The hike is specifically targeted at European brands. Japanese and Korean automakers (Toyota, Honda, Hyundai, Kia) predominantly use CKD manufacturing in India and are largely unaffected. The duty change is essentially a policy signal: invest more in India or pay more to sell here.

What Buyers Should Do: Alternatives and Timing

If you were planning to buy a Skoda Superb or VW Tiguan, the immediate price increase changes the calculus significantly. Here is how to think about your options:

  • Honor existing bookings at old price: If you had a confirmed booking before April 3, 2026 with a booking amount paid, Skoda India has confirmed it will honor the pre-hike price for confirmed orders that were in the system before the duty notification date. Check with your dealer immediately and get written confirmation.
  • Consider CKD-assembled alternatives: At ₹38–44 lakh, the VW Tiguan now overlaps with the Jeep Meridian (CKD, ₹30–37 lakh) and the Skoda Kodiaq — which uses the CKD MQB-India platform and is unaffected by the SKD duty change.
  • Wait for Skoda/VW response: Both brands are reportedly evaluating a shift to deeper CKD production for high-volume models like the Tiguan. If this transition happens (12–18 month timeline at minimum), prices could moderate. The Superb, being a low-volume model, is unlikely to get CKD investment.

🧮 Calculate New On-Road Price in Your State

The SKD duty hike affects ex-showroom price — your road tax, registration, and on-road total depend on your state. Calculate the exact new on-road cost for the Tiguan or Superb in your state.

SKD vs CKD: The Key Difference for Car Prices

Many buyers are confused about why two similar-sounding import routes — SKD and CKD — carry such different duty rates. The logic is straightforward: the more work done in India, the lower the duty. CKD imports bring individual components — sheet metal pressings, plastic parts, wiring harnesses — that require Indian workers to assemble, weld, and paint. SKD imports skip most of that — the body arrives pre-painted and pre-welded, the engine arrives pre-built, requiring only final assembly work in India.
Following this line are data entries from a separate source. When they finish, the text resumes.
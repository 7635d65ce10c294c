use std::{fmt::Display, ops::Deref};

/// Share of one quantity in another, expressed in percent. Never negative.
#[derive(Debug, Clone, Copy, PartialEq, PartialOrd, Default)]
pub struct Percentage(f64);

impl Display for Percentage {
    fn fmt(&self, f: &mut std::fmt::Formatter<'_>) -> std::fmt::Result {
        write!(f, "{}%", self.rounded())
    }
}

impl Percentage {
    pub fn new_opt(value: f64) -> Option<Percentage> {
        if value < 0. || value.is_nan() {
            None
        } else {
            Some(Percentage(value))
        }
    }

    /// Whole-number percentage as shown to the user.
    pub fn rounded(&self) -> u8 {
        self.0.round().clamp(0., 100.) as u8
    }
}

impl Deref for Percentage {
    type Target = f64;

    fn deref(&self) -> &Self::Target {
        &self.0
    }
}

/// Productive share of the tracked time. Zero while nothing has been tracked.
pub fn efficiency(productive_seconds: f64, total_seconds: f64) -> Percentage {
    if total_seconds <= 0. {
        return Percentage::default();
    }
    Percentage::new_opt(productive_seconds / total_seconds * 100.).unwrap_or_default()
}

#[cfg(test)]
mod tests {
    use super::efficiency;

    #[test]
    fn test_efficiency() {
        assert_eq!(*efficiency(0., 0.), 0.);
        assert_eq!(*efficiency(2., 5.), 40.);
        assert_eq!(efficiency(5., 5.).rounded(), 100);
        assert_eq!(efficiency(1., 3.).rounded(), 33);
        assert_eq!(efficiency(2., 3.).to_string(), "67%");
    }
}
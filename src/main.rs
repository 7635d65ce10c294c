use std::time::Duration;

use anyhow::Result;
use tracing::error;
use worktracker::cli::run_cli;

fn main() -> Result<()> {
    let runtime = tokio::runtime::Runtime::new()?;
    let result = runtime.block_on(run_cli());
    // `serve` leaves a blocking stdin read behind that would otherwise keep the runtime alive.
    runtime.shutdown_timeout(Duration::from_secs(1));
    result.inspect_err(|e| {
        error!("Error running cli {e:?}");
    })
}
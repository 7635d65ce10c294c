use anyhow::{anyhow, Result};
use tracing::error;
use windows::{
    core::PWSTR,
    Win32::{
        Foundation::{CloseHandle, GetLastError, BOOL, HANDLE, HWND},
        System::{
            Diagnostics::Debug::{
                FormatMessageW, FORMAT_MESSAGE_FROM_SYSTEM, FORMAT_MESSAGE_IGNORE_INSERTS,
            },
            SystemServices::{LANG_ENGLISH, SUBLANG_ENGLISH_US},
            Threading::{
                OpenProcess, QueryFullProcessImageNameW, PROCESS_NAME_WIN32,
                PROCESS_QUERY_LIMITED_INFORMATION,
            },
        },
        UI::WindowsAndMessaging::{GetForegroundWindow, GetWindowTextW, GetWindowThreadProcessId},
    },
};

use super::{executable_name, ActiveWindowData, WindowSampler};

fn last_error_message() -> String {
    let err = unsafe { GetLastError() };
    let mut message_buffer = [0u16; 2048];
    let size = unsafe {
        FormatMessageW(
            FORMAT_MESSAGE_FROM_SYSTEM | FORMAT_MESSAGE_IGNORE_INSERTS,
            None,
            err.0,
            LANG_ENGLISH | (SUBLANG_ENGLISH_US << 10),
            PWSTR::from_raw(message_buffer.as_mut_ptr()),
            message_buffer.len() as u32,
            None,
        )
    };
    String::from_utf16_lossy(&message_buffer[..size as usize])
}

#[tracing::instrument]
pub fn get_active() -> Result<ActiveWindowData> {
    let window = unsafe { GetForegroundWindow() };

    if window.is_invalid() {
        return Err(anyhow!("No foreground window"));
    }

    let mut id = 0u32;
    unsafe { GetWindowThreadProcessId(window, Some(&mut id)) };
    if id == 0 {
        return Err(anyhow!("Failed to get foreground process {}", last_error_message()));
    }

    let process_handle =
        unsafe { OpenProcess(PROCESS_QUERY_LIMITED_INFORMATION, BOOL::from(false), id) }
            .inspect_err(|e| error!("Failed to open process {e:?}"))?;

    let mut text: [u16; 4096] = [0; 4096];
    let process_path = unsafe { get_window_process_path(process_handle, &mut text) };
    let title = unsafe { get_window_title(window, &mut text) };

    unsafe { CloseHandle(process_handle) }
        .inspect_err(|e| error!("Failed to close handle {e:?}"))?;

    let process_path = process_path?;
    Ok(ActiveWindowData::new(executable_name(&process_path), title))
}

unsafe fn get_window_process_path(process_handle: HANDLE, text: &mut [u16]) -> Result<String> {
    unsafe {
        let mut length = text.len() as u32;
        QueryFullProcessImageNameW(
            process_handle,
            PROCESS_NAME_WIN32,
            PWSTR(text.as_mut_ptr()),
            &mut length,
        )?;
        Ok(String::from_utf16_lossy(&text[..length as usize]))
    }
}

unsafe fn get_window_title(window_handle: HWND, text: &mut [u16]) -> String {
    let len = unsafe { GetWindowTextW(window_handle, text) };
    String::from_utf16_lossy(&text[..len.max(0) as usize])
}

#[derive(Default)]
pub struct WindowsWindowSampler {}

impl WindowsWindowSampler {
    pub fn new() -> Self {
        Self {}
    }
}

impl WindowSampler for WindowsWindowSampler {
    fn get_active_window_data(&mut self) -> Result<ActiveWindowData> {
        get_active()
    }
}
The government considers CKD as genuinely manufacturing in India; SKD as essentially importing a finished car in pieces. The duty differential is meant to price this distinction into the market.

Frequently Asked Questions

Are other European brands affected — BMW, Mercedes, Audi?

BMW, Mercedes-Benz, and Audi use CBU imports for most of their India-sold models, not the SKD route. Some BMW models (3 Series, 5 Series) are assembled at their Chennai plant under a genuine CKD process — these are unaffected by the SKD duty hike. The brands most impacted are those using the Chakan assembly facility under the Skoda-VW India partnership: Skoda and VW-branded models specifically.

Does this affect the upcoming Skoda Kylaq or Kushaq?

No — the Kylaq (sub-4m compact SUV) and Kushaq are built on the MQB-India CKD platform with significant local component content. These models are unaffected by the SKD duty hike. Only models assembled from imported pre-built sub-assemblies (Superb, Tiguan, Octavia) face the price increase. For official CBIC duty notifications, check cbic.gov.in.